## SOURCE MATERIAL
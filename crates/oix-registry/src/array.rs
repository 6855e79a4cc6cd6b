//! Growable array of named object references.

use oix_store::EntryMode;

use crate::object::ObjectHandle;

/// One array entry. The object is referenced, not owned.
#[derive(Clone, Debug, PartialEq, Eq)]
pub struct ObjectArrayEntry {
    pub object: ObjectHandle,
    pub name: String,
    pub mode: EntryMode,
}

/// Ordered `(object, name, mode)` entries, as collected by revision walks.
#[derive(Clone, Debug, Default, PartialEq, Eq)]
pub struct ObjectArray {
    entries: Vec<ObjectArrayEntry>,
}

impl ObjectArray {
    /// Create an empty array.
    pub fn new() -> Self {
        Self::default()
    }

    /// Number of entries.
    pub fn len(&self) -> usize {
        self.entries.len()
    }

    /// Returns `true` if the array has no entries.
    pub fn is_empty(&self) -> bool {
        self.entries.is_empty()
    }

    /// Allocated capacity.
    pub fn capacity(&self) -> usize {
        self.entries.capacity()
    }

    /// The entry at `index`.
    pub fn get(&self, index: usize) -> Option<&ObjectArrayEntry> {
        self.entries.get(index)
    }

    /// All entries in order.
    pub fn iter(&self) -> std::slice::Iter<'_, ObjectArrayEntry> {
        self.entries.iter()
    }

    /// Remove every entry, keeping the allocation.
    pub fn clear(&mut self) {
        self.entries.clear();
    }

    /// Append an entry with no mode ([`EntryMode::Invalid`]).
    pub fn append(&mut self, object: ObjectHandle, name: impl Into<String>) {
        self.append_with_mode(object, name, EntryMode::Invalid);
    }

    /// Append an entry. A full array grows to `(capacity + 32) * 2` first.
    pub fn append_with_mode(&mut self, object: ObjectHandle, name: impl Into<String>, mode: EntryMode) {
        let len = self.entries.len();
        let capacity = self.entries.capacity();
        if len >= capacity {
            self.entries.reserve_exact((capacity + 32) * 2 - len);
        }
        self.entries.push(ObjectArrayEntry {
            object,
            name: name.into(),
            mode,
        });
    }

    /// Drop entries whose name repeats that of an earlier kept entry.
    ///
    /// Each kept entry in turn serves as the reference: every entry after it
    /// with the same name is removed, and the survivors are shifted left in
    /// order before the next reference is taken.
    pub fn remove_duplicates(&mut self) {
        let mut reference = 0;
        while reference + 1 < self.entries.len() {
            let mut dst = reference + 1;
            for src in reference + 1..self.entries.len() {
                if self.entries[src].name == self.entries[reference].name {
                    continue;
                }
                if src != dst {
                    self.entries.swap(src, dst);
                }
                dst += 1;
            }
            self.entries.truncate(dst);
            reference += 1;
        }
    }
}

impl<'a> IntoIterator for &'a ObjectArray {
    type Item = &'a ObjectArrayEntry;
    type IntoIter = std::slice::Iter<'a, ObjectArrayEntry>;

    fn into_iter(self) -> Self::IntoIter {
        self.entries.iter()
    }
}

...

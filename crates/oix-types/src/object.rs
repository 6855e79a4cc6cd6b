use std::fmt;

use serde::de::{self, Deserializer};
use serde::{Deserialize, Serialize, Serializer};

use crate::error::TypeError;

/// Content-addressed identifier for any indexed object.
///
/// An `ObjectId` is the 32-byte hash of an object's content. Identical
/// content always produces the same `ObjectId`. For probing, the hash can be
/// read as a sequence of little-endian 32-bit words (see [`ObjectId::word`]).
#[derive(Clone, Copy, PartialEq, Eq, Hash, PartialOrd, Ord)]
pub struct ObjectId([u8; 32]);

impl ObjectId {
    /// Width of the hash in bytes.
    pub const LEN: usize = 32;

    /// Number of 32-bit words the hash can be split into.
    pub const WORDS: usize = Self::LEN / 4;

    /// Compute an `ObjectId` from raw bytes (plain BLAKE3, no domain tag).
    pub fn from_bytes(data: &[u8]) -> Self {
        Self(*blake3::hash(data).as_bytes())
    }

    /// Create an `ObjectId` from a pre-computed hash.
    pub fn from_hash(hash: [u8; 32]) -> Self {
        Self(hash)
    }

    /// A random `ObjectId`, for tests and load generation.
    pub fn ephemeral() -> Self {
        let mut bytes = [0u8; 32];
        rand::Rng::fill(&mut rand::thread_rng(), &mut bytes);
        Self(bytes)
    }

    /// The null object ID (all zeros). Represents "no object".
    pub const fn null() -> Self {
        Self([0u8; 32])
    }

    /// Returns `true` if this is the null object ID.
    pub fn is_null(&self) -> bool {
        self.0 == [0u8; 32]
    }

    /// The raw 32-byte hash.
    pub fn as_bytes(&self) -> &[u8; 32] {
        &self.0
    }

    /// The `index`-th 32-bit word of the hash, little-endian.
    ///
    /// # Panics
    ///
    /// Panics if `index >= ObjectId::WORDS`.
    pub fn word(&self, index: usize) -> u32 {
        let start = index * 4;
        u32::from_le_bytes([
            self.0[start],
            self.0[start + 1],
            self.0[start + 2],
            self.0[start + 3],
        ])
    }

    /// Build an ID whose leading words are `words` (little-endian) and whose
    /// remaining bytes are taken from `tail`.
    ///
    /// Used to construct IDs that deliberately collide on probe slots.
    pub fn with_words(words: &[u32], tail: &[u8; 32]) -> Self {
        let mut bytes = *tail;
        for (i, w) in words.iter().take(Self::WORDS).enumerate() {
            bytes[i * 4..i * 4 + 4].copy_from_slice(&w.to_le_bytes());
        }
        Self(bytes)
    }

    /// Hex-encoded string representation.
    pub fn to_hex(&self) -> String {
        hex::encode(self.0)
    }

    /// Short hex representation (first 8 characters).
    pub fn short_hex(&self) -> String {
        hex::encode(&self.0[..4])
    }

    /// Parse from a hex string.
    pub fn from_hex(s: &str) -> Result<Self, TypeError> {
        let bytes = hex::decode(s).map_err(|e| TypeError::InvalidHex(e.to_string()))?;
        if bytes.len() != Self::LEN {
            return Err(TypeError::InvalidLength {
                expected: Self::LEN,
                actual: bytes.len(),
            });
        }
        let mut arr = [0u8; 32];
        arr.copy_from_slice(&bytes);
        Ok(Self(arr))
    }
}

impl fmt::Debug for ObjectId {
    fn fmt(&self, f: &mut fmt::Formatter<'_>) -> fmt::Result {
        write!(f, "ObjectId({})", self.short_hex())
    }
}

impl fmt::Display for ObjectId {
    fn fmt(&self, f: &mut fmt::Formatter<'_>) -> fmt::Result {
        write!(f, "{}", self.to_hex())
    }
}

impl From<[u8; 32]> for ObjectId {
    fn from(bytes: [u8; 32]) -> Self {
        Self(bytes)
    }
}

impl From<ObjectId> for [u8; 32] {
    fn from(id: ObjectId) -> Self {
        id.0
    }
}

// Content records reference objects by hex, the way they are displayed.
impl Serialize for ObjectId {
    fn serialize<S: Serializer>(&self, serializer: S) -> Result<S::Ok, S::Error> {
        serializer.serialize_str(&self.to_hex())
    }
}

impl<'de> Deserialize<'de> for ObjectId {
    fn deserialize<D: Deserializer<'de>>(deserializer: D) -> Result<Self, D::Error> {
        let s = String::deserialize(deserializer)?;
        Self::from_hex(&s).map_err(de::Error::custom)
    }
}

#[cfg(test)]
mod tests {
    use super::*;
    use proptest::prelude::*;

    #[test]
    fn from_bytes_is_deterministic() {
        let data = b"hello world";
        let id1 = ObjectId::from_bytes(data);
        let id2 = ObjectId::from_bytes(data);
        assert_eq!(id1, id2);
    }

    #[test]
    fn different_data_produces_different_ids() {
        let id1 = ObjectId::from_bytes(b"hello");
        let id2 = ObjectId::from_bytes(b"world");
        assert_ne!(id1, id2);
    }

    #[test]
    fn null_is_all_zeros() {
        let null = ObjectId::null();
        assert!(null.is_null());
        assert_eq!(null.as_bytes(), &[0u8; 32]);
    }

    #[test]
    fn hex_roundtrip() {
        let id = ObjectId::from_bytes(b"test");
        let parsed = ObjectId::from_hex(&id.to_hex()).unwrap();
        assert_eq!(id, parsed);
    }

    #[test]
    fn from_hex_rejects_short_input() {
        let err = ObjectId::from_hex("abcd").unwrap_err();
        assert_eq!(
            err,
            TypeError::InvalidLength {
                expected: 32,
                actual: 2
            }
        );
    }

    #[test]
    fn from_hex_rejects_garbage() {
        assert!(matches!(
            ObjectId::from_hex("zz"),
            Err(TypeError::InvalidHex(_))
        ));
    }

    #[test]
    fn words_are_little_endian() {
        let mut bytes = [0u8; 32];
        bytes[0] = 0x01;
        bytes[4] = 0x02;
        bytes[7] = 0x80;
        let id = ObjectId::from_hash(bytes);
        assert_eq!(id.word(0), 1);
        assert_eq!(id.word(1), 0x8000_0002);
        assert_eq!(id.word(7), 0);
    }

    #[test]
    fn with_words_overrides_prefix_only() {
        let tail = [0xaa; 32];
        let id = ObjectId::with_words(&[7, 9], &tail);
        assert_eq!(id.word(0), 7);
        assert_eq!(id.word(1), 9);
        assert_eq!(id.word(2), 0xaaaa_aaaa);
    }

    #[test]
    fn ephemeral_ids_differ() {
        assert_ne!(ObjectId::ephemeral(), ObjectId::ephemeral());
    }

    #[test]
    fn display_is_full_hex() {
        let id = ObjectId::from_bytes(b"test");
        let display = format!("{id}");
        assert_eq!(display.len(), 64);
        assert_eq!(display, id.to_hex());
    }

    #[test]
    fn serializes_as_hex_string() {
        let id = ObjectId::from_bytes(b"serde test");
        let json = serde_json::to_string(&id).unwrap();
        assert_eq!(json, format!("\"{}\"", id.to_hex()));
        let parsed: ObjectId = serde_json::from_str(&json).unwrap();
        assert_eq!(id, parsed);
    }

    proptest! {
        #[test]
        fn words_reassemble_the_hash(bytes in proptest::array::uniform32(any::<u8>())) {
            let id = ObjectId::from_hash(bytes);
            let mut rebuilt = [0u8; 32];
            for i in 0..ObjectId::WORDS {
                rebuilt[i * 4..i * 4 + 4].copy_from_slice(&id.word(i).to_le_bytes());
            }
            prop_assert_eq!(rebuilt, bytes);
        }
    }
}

## PROBLEM REQUIREMENTS
From the line that has "the hash, little-endian." through the line that has "pub fn from_hex(s: &str)", copy every line exactly as it appears above, and leave out all others.

## ANSWER SECTION
    /// The `index`-th 32-bit word of the hash, little-endian.
    ///
    /// # Panics
    ///
    /// Panics if `index >= ObjectId::WORDS`.
    pub fn word(&self, index: usize) -> u32 {
        let start = index * 4;
        u32::from_le_bytes([
            self.0[start],
            self.0[start + 1],
            self.0[start + 2],
            self.0[start + 3],
        ])
    }

    /// Build an ID whose leading words are `words` (little-endian) and whose
    /// remaining bytes are taken from `tail`.
    ///
    /// Used to construct IDs that deliberately collide on probe slots.
    pub fn with_words(words: &[u32], tail: &[u8; 32]) -> Self {
        let mut bytes = *tail;
        for (i, w) in words.iter().take(Self::WORDS).enumerate() {
            bytes[i * 4..i * 4 + 4].copy_from_slice(&w.to_le_bytes());
        }
        Self(bytes)
    }

    /// Hex-encoded string representation.
    pub fn to_hex(&self) -> String {
        hex::encode(self.0)
    }

    /// Short hex representation (first 8 characters).
    pub fn short_hex(&self) -> String {
        hex::encode(&self.0[..4])
    }

    /// Parse from a hex string.
    pub fn from_hex(s: &str) -> Result<Self, TypeError> {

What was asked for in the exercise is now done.